FIG. 3B is a diagram 350 of another example of generating a reaction network graph in the chemical space, according to some embodiments. Section 352 shows three example reactions where A, B, C, D, E, F, G are compounds, and R1-R3 are reagents. Section 354 shows a graph network of the chemical reactions shown in section 352, where the molecules A, B, C, D, E, F, G correspond to nodes, and reactions correspond to directed connections between these nodes like with FIG. 3A.
The techniques described herein can be used to perform retrosynthesis for target molecules to identify a set of reactions that can be used to build the target molecules. FIG. 4 is a diagram of the aspects of an exemplary model prediction process 400, according to some embodiments. As described herein, the prediction process can be performed using, for example, a template-free model. As shown, the model prediction process includes a retrosynthesis request 402, an expansion orchestrator 404 (which coordinates the graph traversal thread 406 and the molecule expansion thread(s) 408), a tree search 410, and retrosynthesis results 412.
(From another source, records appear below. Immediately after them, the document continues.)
use actix_multipart::Multipart;
use actix_web::{web, HttpResponse};
use futures_util::StreamExt;

use crate::artifacts::Artifacts;
use crate::error::PredictError;
use crate::models::PredictionResponse;
use crate::preprocess;

/// `POST /predict`: classify one uploaded image.
///
/// Expects multipart form data with a file field named `image`. The pipeline
/// is decode -> grayscale -> resize -> normalize -> flatten -> scale ->
/// predict -> decode label; any failure maps through `PredictError`.
pub async fn predict(
    mut payload: Multipart,
    artifacts: web::Data<Artifacts>,
) -> Result<HttpResponse, PredictError> {
    let bytes = read_image_field(&mut payload)
        .await?
        .ok_or(PredictError::MissingImage)?;

    let features = preprocess::image_to_features(&bytes)?;
    let scaled = artifacts.scaler.transform(&features);
    let code = artifacts.classifier.predict(scaled.view())?;
    let predicted_class = artifacts
        .encoder
        .inverse_transform(code)
        .ok_or_else(|| PredictError::Model(format!("class code {code} has no label")))?;

    Ok(HttpResponse::Ok().json(PredictionResponse { predicted_class }))
}

/// Collect the bytes of the `image` field, draining and ignoring any other
/// fields. `None` when no `image` field was present at all.
async fn read_image_field(payload: &mut Multipart) -> Result<Option<Vec<u8>>, PredictError> {
    let mut image_bytes = None;

    while let Some(item) = payload.next().await {
        let mut field = item.map_err(|e| PredictError::Upload(e.to_string()))?;
        let is_image = field.content_disposition().get_name() == Some("image");

        let mut buf = Vec::new();
        while let Some(chunk) = field.next().await {
            let data = chunk.map_err(|e| PredictError::Upload(e.to_string()))?;
            if is_image {
                buf.extend_from_slice(&data);
            }
        }
        if is_image {
            image_bytes = Some(buf);
        }
    }

    Ok(image_bytes)
}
FIG. 4 will be described in conjunction with FIG. 5, which is a diagram showing an exemplary computerized method 500 for determining a set of reactions (e.g., a chemical reaction network or graph) to produce a target product, according to some embodiments. At step 502, the prediction engine receives the target product for the retrosynthesis request 402. At step 504, the expansion orchestrator 404 executes the graph traversal thread 406. At step 506, the prediction engine requests, via the graph traversal thread 406, a first set of reactant predictions for the target product. In response, at step 508 the expansion orchestrator 404 executes a molecule expansion thread 408. At step 510, the prediction engine determines, via the molecule expansion thread 408 and a reactant prediction model (e.g., a single-step retrosynthesis model), the first set of reactant predictions. At step 512, the prediction engine stores the first set of reactant predictions as at least part of the set of reactions.
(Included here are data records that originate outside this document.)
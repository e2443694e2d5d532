use serde::Serialize;

#[derive(Debug, Serialize)]
pub struct PredictionResponse<'a> {
    pub predicted_class: &'a str,
}

#[derive(Debug, Serialize)]
pub struct ErrorResponse {
    pub error: String,
}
The method 500 proceeds back to step 506 and performs further predictions on the results determined at step 510 to build the full set of results (e.g., to build a full chemical reaction network). For example, referring to FIG. 3A, the first execution of steps 506 through 512 on molecule A 302 can generate the portion of the graph shown in 304, with molecules ‘B,’ ‘C,’ ‘D,’ and ‘E’ in the chemical network (and reagents Ri, R2, R3 and R4, respectively). A second iteration of steps 506 through 512 can be performed on the next target (molecule B, in this example) to perform another single step retrosynthesis, thus generating the graph 306, which further includes molecules ‘F,’ ‘G,’ and ‘H’ in the graph (and reagents R7, Re, and R5, respectively) that stem from molecule B.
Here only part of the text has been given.